Green economy, Scandinavian investments and agricultural modernization in Tanzania

 

Abstract

‘Green economy’ is a broad concept open to different interpretations, definitions and practices ranging from the greening of current neoliberal economies to radical transformations of these economies. In Africa, one emerging and powerful idea in the implementation of the green economy seems to be to use a green agenda to further strengthen development as modernization through capital-intensive land investments. This has again reinvigorated old debates about large-scale versus smallholder agriculture. Influential actors justify large-scale ‘green’ investments by the urgency for economic development as well as to offset carbon emissions and other environmental impacts. In this contribution, we discuss the case of the Southern Agricultural Growth Corridor of Tanzania (SAGCOT) to give examples of how the green economy may materialize in Africa. SAGCOT is presented by the Tanzanian government as well as investors and donors as a leading African example of an ‘investment blueprint’ and as a laboratory to test green growth combining profitable farming with the safeguard of ecosystem services. In particular, we discuss three Scandinavian investments within SAGCOT, their social implications and their discursive representations through the public debates that these investments have generated in Scandinavia.

Acknowledgements

Bergius sends thanks to the Nordic Africa Institute for the financial support that enabled fieldwork in Tanzania in 2013, and to the Oakland Institute for facilitating a field trip in 2014. Finally, we are grateful for very useful comments from the journal’s two anonymous reviewers.

Disclosure statement

No potential conflict of interest was reported by the authors.

Notes

1 The Norwegian state owns 36 percent of Yara.

2 Outgrower schemes usually imply smallholders contracted to a centralized estate whereby the estate normally extends a production loan (including key agricultural inputs) and buys the crops from surrounding smallholders.

3 However, cases have been heard of where this process has not necessarily been adhered to.
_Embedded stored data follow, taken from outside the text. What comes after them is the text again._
//! Core logic for mls.
//!
//! - [layout]: the column search and grid rendering (see [compute_layout], [LayoutPlan]).
//! - [listing]: the `ls` command itself, from targets to output lines (see [list], [Lister]).
//! - [node]: tree nodes and the [Resolve] seam used to look targets up.
//! - [tree]: [DirTree], a resolver reading the tree from a host directory.
//! - [terminal]: display width detection.

pub mod layout;
pub mod listing;
pub mod node;
pub mod terminal;
pub mod tree;

pub use layout::{COLUMN_GAP, LayoutPlan, MIN_ENTRY_WIDTH, compute_layout, compute_layout_with};
pub use listing::{CURRENT_DIR, Lister, list};
pub use node::{Node, Resolve, ResolvedEntry};
pub use terminal::{display_width, effective_width};
pub use tree::DirTree;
Moreover, under the Kilimo Kwanza and SAGCOT strategies there have been proposals to amend the legislation to facilitate easier access to land for investors by increasing the share of General Land (Boudreaux Citation2012; German, Schoneveld, and Mwangi Citation2011).

4 According to a presentation by the Minister of Land, Housing & Human Settlements Development, the distribution of land within the SAGCOT area is: Village Land – 60 percent, Reserved Land – 32 percent and General Land – 2 percent (SAGCOT Citation2012).
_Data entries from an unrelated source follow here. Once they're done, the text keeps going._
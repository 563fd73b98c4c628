//! main.rs
//! Entry point for mls

use meta_ls::config::Config;
use meta_ls::core::{DirTree, effective_width};
use meta_ls::utils::cli::{self, CliAction, ListArgs, handle_args};
use meta_ls::utils::ignore_broken_pipe;

use std::io::{self, BufWriter, Write};
use tracing_subscriber::EnvFilter;

fn main() -> io::Result<()> {
    tracing_subscriber::fmt()
        .with_env_filter(
            EnvFilter::try_from_default_env().unwrap_or_else(|_| EnvFilter::new("warn")),
        )
        .with_writer(io::stderr)
        .init();

    let action = match handle_args() {
        Ok(action) => action,
        Err(e) => {
            eprintln!("mls: {}", e);
            eprintln!("Try --help for available options");
            std::process::exit(2);
        }
    };

    match action {
        CliAction::Help => cli::print_help(),
        CliAction::ConfigHelp => cli::print_config_help(),
        CliAction::Version => cli::print_version(),
        CliAction::Init => {
            let path = Config::default_path();
            if let Err(e) = Config::generate_default(&path) {
                eprintln!("Error: {}", e);
                std::process::exit(1);
            }
            println!("Wrote {}", path.display());
        }
        CliAction::List(args) => run_list(args)?,
    }
    Ok(())
}

fn run_list(args: ListArgs) -> io::Result<()> {
    let config = Config::load();
    let root = match args.root {
        Some(root) => root,
        None => std::env::current_dir()?,
    };
    if !root.is_dir() {
        eprintln!("mls: {}: not a directory", root.display());
        std::process::exit(1);
    }

    let tree = config.general().apply(DirTree::new(root));
    let columns = !args.single_column && (args.width.is_some() || config.layout().columns());
    let width = effective_width(args.width, columns);
    tracing::debug!(root = %tree.root().display(), ?width, "listing");

    let stdout = io::stdout();
    let mut out = BufWriter::new(stdout.lock());
    let result = config
        .layout()
        .lister(width)
        .list(&args.targets, &tree, &mut out)
        .and_then(|()| out.flush());
    ignore_broken_pipe(result)
}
5 According to FAO (as cited in Kröger Citation2014, 241), a forest plantation has ‘few species, even spacing and/or even-aged stands’.

6 A loan of NOK 146.2 mill (USD 17.9 million) is mentioned on Norfund’s website (Citationn.d.)

7 Keynote presentation at World Forestry Congress in Durban, 9 September 2015.

8 GR had first an intentional agreement with the Norwegian Ministry of Finance that would buy the carbon credits from the plantations in Tanzania. The Ministry, however, withdrew when GR did not succeed in obtaining CDM certification for these plantations.

9 They were paid TZS 2500 per day, which was the minimum wage for agricultural work. The local union, however, claimed that such plantation work should be classified as industrial work, which had a minimum wage of TZS 3000 per day.

10 While the total aid budget has increased, a large share of this includes funding to asylum seekers in Norway.

11 SRI is based on transplanting single, widely spaced, very young seedlings, reducing irrigation rates (alternate wet-and-dry practices), frequent weeding with a rotary hoe, and the use of fertilizers. While originally an organic farming method, KPL advances SRI in combination with agro-chemicals to outgrowers.

12 Interview with villagers, 9 December 2015.

13 This includes performance standard #5 for Land Acquisition and Involuntary Resettlement.

14 Similar concerns have also been expressed by West (Citation2014). See also video footage made by villagers in the resettlement site (Oakland Institute Citation2015b).

15 One cause for this is, according to Greco (Citation2015), spiralling land prices locally upon KPL’s arrival.

16 Greco (Citation2015) explains that the Kilombero Districts Administration is currently endeavoring to undertake Village Land Use Plans and issue land titles.

17 See also website of the Norwegian NGO Framtiden i våre hender (The future in our hands) that critically follows Norwegian investments in the Global South (FIVH Citationn.d).

18 This may be seen as an example of commodity fetishism as described by Marx ([Citation1995] Citation1867, 47), which in this case not only includes concealed social relations of production, but also ecological relations that are not visible to consumers of carbon credits.

19 This statement was also provided in an interview with CEO Mads Asprem in Dagens Næringsliv, 31 January 2014 (Lindgren Citation2014).

20 On multiple occasions, Norfund has cited the lack of complaints filed by smallholders with the grievance committee set up by the company as ‘proof’ that dissatisfaction with the project is not widespread.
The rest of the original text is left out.